• [AIM OF THE EXERCISE]:
Look below for the line that has "if created.year() == today.year()". Set down the lines from there through the line that has "even when zero.", exactly as written.

• [SOURCE DATA]:
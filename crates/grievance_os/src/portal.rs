#![forbid(unsafe_code)]

use std::collections::BTreeMap;

use grievance_contracts::complaint::{ComplaintId, ComplaintRecord, ComplaintStatus};
use grievance_contracts::intake::{AttachmentCandidate, ComplaintDraft};
use grievance_engines::intake::{validate_draft, AttachmentBatchOutcome, AttachmentSet};
use grievance_engines::lifecycle::{apply_note, apply_status, timeline, TimelineStage};
use grievance_engines::query::{query, ComplaintQuery};
use grievance_engines::summary::{status_counts, summarize_with_limit, DashboardStats};
use grievance_engines::tracking_id;
use grievance_storage::repo::ComplaintRepo;
use grievance_storage::store::StorageError;
use rand::rngs::StdRng;
use rand::SeedableRng;
use serde::Serialize;
use tracing::{debug, info, warn};

use crate::admin::{admin_login, AdminSession};
use crate::clock::Clock;
use crate::config::PortalConfig;
use crate::error::PortalError;
use crate::notify::{titles, Notifier, Toast};

/// Public tracking result. A miss is an outcome, not an error.
#[derive(Debug, Clone, PartialEq, Eq, Serialize)]
#[serde(tag = "outcome", rename_all = "snake_case")]
pub enum TrackOutcome {
    Found(TrackView),
    NotFound { code: String },
}

#[derive(Debug, Clone, PartialEq, Eq, Serialize)]
pub struct TrackView {
    pub record: ComplaintRecord,
    pub timeline: Vec<TimelineStage>,
}

/// One page of the admin list, with the "showing N of M" counters.
#[derive(Debug, Clone, PartialEq, Eq, Serialize)]
#[serde(rename_all = "camelCase")]
pub struct ComplaintListView {
    pub items: Vec<ComplaintRecord>,
    pub shown: usize,
    pub total: usize,
    pub is_filtered: bool,
}

/// Complaint portal runtime: intake, tracking and admin operations over a
/// complaint repository.
pub struct ComplaintPortal<R, C, N>
where
    R: ComplaintRepo,
    C: Clock,
    N: Notifier,
{
    config: PortalConfig,
    repo: R,
    clock: C,
    notifier: N,
    rng: StdRng,
}

impl<R, C, N> ComplaintPortal<R, C, N>
where
    R: ComplaintRepo,
    C: Clock,
    N: Notifier,
{
    pub fn new(config: PortalConfig, repo: R, clock: C, notifier: N) -> Self {
        Self {
            config,
            repo,
            clock,
            notifier,
            rng: StdRng::from_entropy(),
        }
    }

    /// Replaces the tracking-code RNG.
    pub fn with_rng(mut self, rng: StdRng) -> Self {
        self.rng = rng;
        self
    }

    pub fn config(&self) -> &PortalConfig {
        &self.config
    }

    pub fn repo(&self) -> &R {
        &self.repo
    }

    pub fn repo_mut(&mut self) -> &mut R {
        &mut self.repo
    }

    pub fn notifier(&self) -> &N {
        &self.notifier
    }

    pub fn into_parts(self) -> (R, N) {
        (self.repo, self.notifier)
    }

    /// Re-reads the persisted collection.
    pub fn reload(&mut self) -> Result<(), PortalError> {
        self.repo.refresh_complaint_rows()?;
        Ok(())
    }

    pub fn login(&mut self, username: &str, password: &str) -> Result<AdminSession, PortalError> {
        match admin_login(&self.config, username, password, self.clock.now()) {
            Ok(session) => {
                self.notifier.notify(Toast::info(
                    titles::LOGIN_SUCCESSFUL,
                    "Welcome to the admin dashboard",
                ));
                Ok(session)
            }
            Err(e) => {
                self.notifier.notify(Toast::destructive(
                    titles::LOGIN_FAILED,
                    "Invalid username or password",
                ));
                Err(e)
            }
        }
    }

    /// Offers picked files to `set`, raising one destructive toast per
    /// oversize file.
    pub fn offer_attachments<I>(
        &mut self,
        set: &mut AttachmentSet,
        files: I,
    ) -> AttachmentBatchOutcome
    where
        I: IntoIterator<Item = AttachmentCandidate>,
    {
        let out = set.add(files);
        for r in &out.rejected {
            self.notifier.notify(Toast::destructive(
                titles::FILE_TOO_LARGE,
                format!("{} is larger than 5MB", r.name),
            ));
        }
        if !out.dropped_over_cap.is_empty() {
            debug!(dropped = out.dropped_over_cap.len(), "attachments over cap dropped");
        }
        out
    }

    /// Validates and stores a new complaint, returning its tracking code.
    ///
    /// On a code collision a fresh code is drawn, up to
    /// `id_generation_attempts` times. Nothing is stored on any failure.
    pub fn submit(&mut self, draft: &ComplaintDraft) -> Result<ComplaintId, PortalError> {
        let valid = match validate_draft(draft) {
            Ok(v) => v,
            Err(errors) => {
                self.notifier.notify(Toast::destructive(
                    titles::VALIDATION_ERROR,
                    "Please fix the errors before submitting",
                ));
                return Err(PortalError::Validation(errors));
            }
        };

        let now = self.clock.now();
        let attempts = self.config.id_generation_attempts.max(1);
        for attempt in 1..=attempts {
            let id = tracking_id::generate_with(&mut self.rng);
            let record = ComplaintRecord::v1(id.clone(), valid.clone(), now)?;
            match self.repo.insert_complaint_row(record) {
                Ok(()) => {
                    info!(
                        complaint_id = %id,
                        department = valid.department.as_str(),
                        "complaint submitted"
                    );
                    self.notifier.notify(Toast::info(
                        titles::SUBMITTED,
                        format!("Your complaint ID is {id}. Please save this for tracking."),
                    ));
                    return Ok(id);
                }
                Err(StorageError::DuplicateKey { .. }) => {
                    debug!(complaint_id = %id, attempt, "tracking code collision, drawing again");
                }
                Err(e) => {
                    self.submission_failed();
                    return Err(e.into());
                }
            }
        }
        warn!(attempts, "no free tracking code");
        self.submission_failed();
        Err(PortalError::IdSpaceExhausted { attempts })
    }

    fn submission_failed(&mut self) {
        self.notifier.notify(Toast::destructive(
            titles::SUBMISSION_FAILED,
            "Please try again later",
        ));
    }

    /// Public lookup. Input is trimmed and uppercased before matching.
    pub fn track(&self, raw_code: &str) -> Result<TrackOutcome, PortalError> {
        let code = ComplaintId::normalize_code(raw_code);
        if code.is_empty() {
            return Err(PortalError::EmptyTrackingCode);
        }
        let outcome = match self.repo.complaint_row_by_code(&code) {
            Some(record) => TrackOutcome::Found(TrackView {
                timeline: timeline(record.status),
                record: record.clone(),
            }),
            None => {
                debug!(code = %code, "tracking lookup missed");
                TrackOutcome::NotFound { code }
            }
        };
        Ok(outcome)
    }

    /// Quick status change from the list view.
    pub fn set_status(
        &mut self,
        _session: &AdminSession,
        id: &ComplaintId,
        status: ComplaintStatus,
    ) -> Result<ComplaintRecord, PortalError> {
        let now = self.clock.now();
        let result = self
            .repo
            .update_complaint_row(id, |r| apply_status(r, status, now));
        match result {
            Ok(record) => {
                info!(complaint_id = %id, status = status.as_str(), "complaint status changed");
                self.notifier.notify(Toast::info(
                    titles::STATUS_UPDATED,
                    format!("Complaint {id} status changed to {}", status.label().to_lowercase()),
                ));
                Ok(record)
            }
            Err(e) => {
                self.notifier.notify(Toast::destructive(
                    titles::UPDATE_FAILED,
                    "Failed to update complaint status",
                ));
                Err(map_update_error(id, e))
            }
        }
    }

    /// Stores the note exactly as typed, including an empty one.
    pub fn set_note(
        &mut self,
        _session: &AdminSession,
        id: &ComplaintId,
        note: impl Into<String>,
    ) -> Result<ComplaintRecord, PortalError> {
        let note = note.into();
        let now = self.clock.now();
        match self.repo.update_complaint_row(id, |r| apply_note(r, note, now)) {
            Ok(record) => {
                info!(complaint_id = %id, "admin note saved");
                self.notifier.notify(Toast::info(
                    titles::CHANGES_SAVED,
                    "Complaint has been updated successfully",
                ));
                Ok(record)
            }
            Err(e) => {
                self.notifier
                    .notify(Toast::destructive(titles::SAVE_FAILED, "Failed to save changes"));
                Err(map_update_error(id, e))
            }
        }
    }

    /// Detail-view save: status and note land in one write or not at all.
    /// An unchanged status or a blank note is left alone; notes are stored
    /// trimmed.
    pub fn save_changes(
        &mut self,
        _session: &AdminSession,
        id: &ComplaintId,
        status: Option<ComplaintStatus>,
        note: Option<String>,
    ) -> Result<ComplaintRecord, PortalError> {
        let now = self.clock.now();
        let note = note
            .map(|n| n.trim().to_string())
            .filter(|n| !n.is_empty());
        let result = self.repo.update_complaint_row(id, |r| {
            if let Some(s) = status.filter(|s| *s != r.status) {
                apply_status(r, s, now);
            }
            if let Some(n) = note {
                apply_note(r, n, now);
            }
        });
        match result {
            Ok(record) => {
                info!(complaint_id = %id, status = record.status.as_str(), "complaint changes saved");
                self.notifier.notify(Toast::info(
                    titles::CHANGES_SAVED,
                    "Complaint has been updated successfully",
                ));
                Ok(record)
            }
            Err(e) => {
                self.notifier
                    .notify(Toast::destructive(titles::SAVE_FAILED, "Failed to save changes"));
                Err(map_update_error(id, e))
            }
        }
    }

    pub fn complaint(&self, _session: &AdminSession, id: &ComplaintId) -> Option<&ComplaintRecord> {
        self.repo.complaint_row(id)
    }

    pub fn list(&self, _session: &AdminSession, q: &ComplaintQuery) -> ComplaintListView {
        let rows = self.repo.complaint_rows();
        let items: Vec<ComplaintRecord> = query(rows, q).into_iter().cloned().collect();
        ComplaintListView {
            shown: items.len(),
            total: rows.len(),
            is_filtered: q.is_filtered(),
            items,
        }
    }

    /// Dashboard figures with day and month taken at the configured offset.
    pub fn dashboard(&self, _session: &AdminSession) -> DashboardStats {
        let now = self.clock.now().with_timezone(&self.config.dashboard_offset());
        summarize_with_limit(self.repo.complaint_rows(), &now, self.config.recent_limit)
    }

    pub fn status_counts(&self, _session: &AdminSession) -> BTreeMap<ComplaintStatus, usize> {
        status_counts(self.repo.complaint_rows())
    }
}

fn map_update_error(id: &ComplaintId, e: StorageError) -> PortalError {
    match e {
        StorageError::NotFound { .. } => PortalError::NotFound(id.clone()),
        other => PortalError::Storage(other),
    }
}
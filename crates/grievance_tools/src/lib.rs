#![forbid(unsafe_code)]

pub mod portal_cli;
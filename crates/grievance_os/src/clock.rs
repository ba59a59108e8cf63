#![forbid(unsafe_code)]

use std::cell::Cell;

use chrono::{DateTime, Duration, Utc};

/// Time source for `created_at`, `updated_at` and dashboard "now".
pub trait Clock {
    fn now(&self) -> DateTime<Utc>;
}

#[derive(Debug, Clone, Copy, Default)]
pub struct SystemClock;

impl Clock for SystemClock {
    fn now(&self) -> DateTime<Utc> {
        Utc::now()
    }
}

/// Manually driven clock. `step` is added after every read, so successive
/// mutations get strictly increasing timestamps.
#[derive(Debug, Clone)]
pub struct ManualClock {
    now: Cell<DateTime<Utc>>,
    step: Duration,
}

impl ManualClock {
    pub fn fixed(at: DateTime<Utc>) -> Self {
        Self::stepping(at, Duration::zero())
    }

    pub fn stepping(start: DateTime<Utc>, step: Duration) -> Self {
        Self {
            now: Cell::new(start),
            step,
        }
    }

    pub fn set(&self, at: DateTime<Utc>) {
        self.now.set(at);
    }

    pub fn advance(&self, by: Duration) {
        self.now.set(self.now.get() + by);
    }
}

impl Clock for ManualClock {
    fn now(&self) -> DateTime<Utc> {
        let t = self.now.get();
        self.now.set(t + self.step);
        t
    }
}

impl<C: Clock + ?Sized> Clock for &C {
    fn now(&self) -> DateTime<Utc> {
        (**self).now()
    }
}
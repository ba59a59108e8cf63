#![forbid(unsafe_code)]

use std::cmp::Reverse;

use grievance_contracts::complaint::{ComplaintRecord, ComplaintStatus, Department, Priority};
use serde::Serialize;

/// A categorical filter: `All` is the "no filter" sentinel.
#[derive(Debug, Clone, Copy, PartialEq, Eq, Serialize)]
#[serde(rename_all = "snake_case")]
pub enum Selector<T> {
    All,
    Only(T),
}

impl<T> Default for Selector<T> {
    fn default() -> Self {
        Selector::All
    }
}

impl<T: PartialEq + Copy> Selector<T> {
    pub fn admits(&self, value: T) -> bool {
        match self {
            Selector::All => true,
            Selector::Only(v) => *v == value,
        }
    }

    pub fn is_all(&self) -> bool {
        matches!(self, Selector::All)
    }

    /// Parses `"all"` as the sentinel and anything else with `parse`.
    pub fn parse_with(raw: &str, parse: impl Fn(&str) -> Option<T>) -> Option<Self> {
        if raw == "all" {
            return Some(Selector::All);
        }
        parse(raw).map(Selector::Only)
    }
}

#[derive(Debug, Clone, Copy, Default, PartialEq, Eq, Serialize)]
#[serde(rename_all = "lowercase")]
pub enum SortKey {
    #[default]
    Newest,
    Oldest,
    Priority,
    Status,
}

impl SortKey {
    pub fn as_str(self) -> &'static str {
        match self {
            SortKey::Newest => "newest",
            SortKey::Oldest => "oldest",
            SortKey::Priority => "priority",
            SortKey::Status => "status",
        }
    }

    pub fn parse(raw: &str) -> Option<Self> {
        match raw {
            "newest" => Some(SortKey::Newest),
            "oldest" => Some(SortKey::Oldest),
            "priority" => Some(SortKey::Priority),
            "status" => Some(SortKey::Status),
            _ => None,
        }
    }
}

/// Admin list controls. `Default` is the cleared state: no search text,
/// every filter `All`, newest first.
#[derive(Debug, Clone, Default, PartialEq, Eq, Serialize)]
pub struct ComplaintQuery {
    pub search_text: String,
    pub status: Selector<ComplaintStatus>,
    pub department: Selector<Department>,
    pub priority: Selector<Priority>,
    pub sort_key: SortKey,
}

impl ComplaintQuery {
    /// True when any search or filter narrows the list. The sort key does not
    /// count.
    pub fn is_filtered(&self) -> bool {
        !self.search_text.is_empty()
            || !self.status.is_all()
            || !self.department.is_all()
            || !self.priority.is_all()
    }

    pub fn matches(&self, record: &ComplaintRecord) -> bool {
        if !self.search_text.is_empty() {
            let needle = self.search_text.to_lowercase();
            let hit = record.id.as_str().to_lowercase().contains(&needle)
                || record.title.to_lowercase().contains(&needle)
                || record.description.to_lowercase().contains(&needle);
            if !hit {
                return false;
            }
        }
        self.status.admits(record.status)
            && self.department.admits(record.department)
            && self.priority.admits(record.priority)
    }
}

/// Filters then sorts. Sorting is stable, so ties keep collection order.
pub fn query<'a>(records: &'a [ComplaintRecord], q: &ComplaintQuery) -> Vec<&'a ComplaintRecord> {
    let mut out: Vec<&ComplaintRecord> = records.iter().filter(|r| q.matches(r)).collect();
    match q.sort_key {
        SortKey::Newest => out.sort_by_key(|r| Reverse(r.created_at)),
        SortKey::Oldest => out.sort_by_key(|r| r.created_at),
        SortKey::Priority => out.sort_by_key(|r| Reverse(r.priority.rank())),
        // Alphabetical on the stored literal, not lifecycle order.
        SortKey::Status => out.sort_by_key(|r| r.status.as_str()),
    }
    out
}
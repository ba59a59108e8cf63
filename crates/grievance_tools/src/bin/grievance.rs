#![forbid(unsafe_code)]

use std::env;
use std::io::{self, IsTerminal, Read};

use grievance_os::clock::SystemClock;
use grievance_os::config::PortalConfig;
use grievance_os::notify::TracingNotifier;
use grievance_os::portal::ComplaintPortal;
use grievance_storage::store::ComplaintStore;
use grievance_storage::surface::FileSurface;
use grievance_tools::portal_cli::{
    admin_login_username, execute_portal_command, parse_portal_command,
};
use tracing_subscriber::EnvFilter;

fn main() {
    tracing_subscriber::fmt()
        .with_env_filter(
            EnvFilter::try_from_default_env().unwrap_or_else(|_| EnvFilter::new("info")),
        )
        .with_writer(io::stderr)
        .init();

    if let Err(err) = run() {
        eprintln!("{err}");
        std::process::exit(2);
    }
}

fn run() -> Result<(), String> {
    let args: Vec<String> = env::args().skip(1).collect();
    let command = parse_portal_command(&args)?;

    let config = PortalConfig::from_env();
    let store = ComplaintStore::open(FileSurface::for_path(config.store_path.clone()))
        .map_err(|e| format!("failed to open complaint store: {e}"))?;
    let mut portal = ComplaintPortal::new(config, store, SystemClock, TracingNotifier);

    let session = if command.needs_admin() {
        let username =
            admin_login_username(portal.config(), env::var("GRIEVANCE_ADMIN_USER").ok());
        let password = read_password(&username)?;
        Some(
            portal
                .login(&username, &password)
                .map_err(|e| e.to_string())?,
        )
    } else {
        None
    };

    let output = execute_portal_command(&mut portal, session.as_ref(), command)?;
    if !output.is_empty() {
        println!("{output}");
    }
    Ok(())
}

fn read_password(username: &str) -> Result<String, String> {
    if io::stdin().is_terminal() {
        let prompt = format!("Password for {username}:");
        rpassword::prompt_password(prompt).map_err(|e| e.to_string())
    } else {
        let mut input = String::new();
        io::stdin()
            .read_to_string(&mut input)
            .map_err(|e| e.to_string())?;
        Ok(input.trim_end_matches(['\r', '\n']).to_string())
    }
}
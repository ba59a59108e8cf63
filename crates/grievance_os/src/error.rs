#![forbid(unsafe_code)]

use grievance_contracts::complaint::ComplaintId;
use grievance_contracts::intake::FieldErrors;
use grievance_contracts::ContractViolation;
use grievance_storage::store::StorageError;
use thiserror::Error;

#[derive(Debug, Error)]
pub enum PortalError {
    #[error("Please correct the errors in the form: {0}")]
    Validation(FieldErrors),
    #[error("Please enter a complaint ID")]
    EmptyTrackingCode,
    #[error("complaint {0} not found")]
    NotFound(ComplaintId),
    #[error("Invalid username or password")]
    InvalidCredentials,
    #[error("no free complaint ID after {attempts} attempts")]
    IdSpaceExhausted { attempts: u32 },
    #[error(transparent)]
    Storage(#[from] StorageError),
    #[error(transparent)]
    Contract(#[from] ContractViolation),
}

impl From<FieldErrors> for PortalError {
    fn from(errors: FieldErrors) -> Self {
        PortalError::Validation(errors)
    }
}
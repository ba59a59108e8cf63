#![forbid(unsafe_code)]

use std::cmp::Reverse;
use std::collections::BTreeMap;

use chrono::{DateTime, Datelike, TimeZone};
use grievance_contracts::complaint::{ComplaintRecord, ComplaintStatus, Priority};
use serde::Serialize;

/// Size of the dashboard "recent" list.
pub const RECENT_LIMIT: usize = 5;

#[derive(Debug, Clone, Default, PartialEq, Eq, Serialize)]
#[serde(rename_all = "camelCase")]
pub struct DashboardStats {
    pub total: usize,
    pub pending: usize,
    pub resolved_or_closed: usize,
    pub today: usize,
    pub this_month: usize,
    pub recent: Vec<ComplaintRecord>,
    /// `urgent`/`high` complaints among `recent`.
    pub high_priority_recent: usize,
}

pub fn summarize<Tz: TimeZone>(records: &[ComplaintRecord], now: &DateTime<Tz>) -> DashboardStats {
    summarize_with_limit(records, now, RECENT_LIMIT)
}

/// Full scan on every call. Calendar day and month are taken in the time
/// zone of `now`.
pub fn summarize_with_limit<Tz: TimeZone>(
    records: &[ComplaintRecord],
    now: &DateTime<Tz>,
    recent_limit: usize,
) -> DashboardStats {
    let tz = now.timezone();
    let today = now.date_naive();

    let mut stats = DashboardStats {
        total: records.len(),
        ..DashboardStats::default()
    };
    for r in records {
        if r.status.is_pending() {
            stats.pending += 1;
        }
        if r.status.is_resolved_or_closed() {
            stats.resolved_or_closed += 1;
        }
        let created = r.created_at.with_timezone(&tz).date_naive();
        if created == today {
            stats.today += 1;
        }
        if created.year() == today.year() && created.month() == today.month() {
            stats.this_month += 1;
        }
    }

    let mut by_newest: Vec<&ComplaintRecord> = records.iter().collect();
    by_newest.sort_by_key(|r| Reverse(r.created_at));
    stats.recent = by_newest
        .into_iter()
        .take(recent_limit)
        .cloned()
        .collect();
    stats.high_priority_recent = stats
        .recent
        .iter()
        .filter(|r| matches!(r.priority, Priority::Urgent | Priority::High))
        .count();
    stats
}

/// Count per status, every status present even when zero.
pub fn status_counts(records: &[ComplaintRecord]) -> BTreeMap<ComplaintStatus, usize> {
    let mut counts: BTreeMap<ComplaintStatus, usize> =
        ComplaintStatus::ALL.into_iter().map(|s| (s, 0)).collect();
    for r in records {
        *counts.entry(r.status).or_insert(0) += 1;
    }
    counts
}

• [ANSWER TO THIS PROBLEM]:
        if created.year() == today.year() && created.month() == today.month() {
            stats.this_month += 1;
        }
    }

    let mut by_newest: Vec<&ComplaintRecord> = records.iter().collect();
    by_newest.sort_by_key(|r| Reverse(r.created_at));
    stats.recent = by_newest
        .into_iter()
        .take(recent_limit)
        .cloned()
        .collect();
    stats.high_priority_recent = stats
        .recent
        .iter()
        .filter(|r| matches!(r.priority, Priority::Urgent | Priority::High))
        .count();
    stats
}

/// Count per status, every status present even when zero.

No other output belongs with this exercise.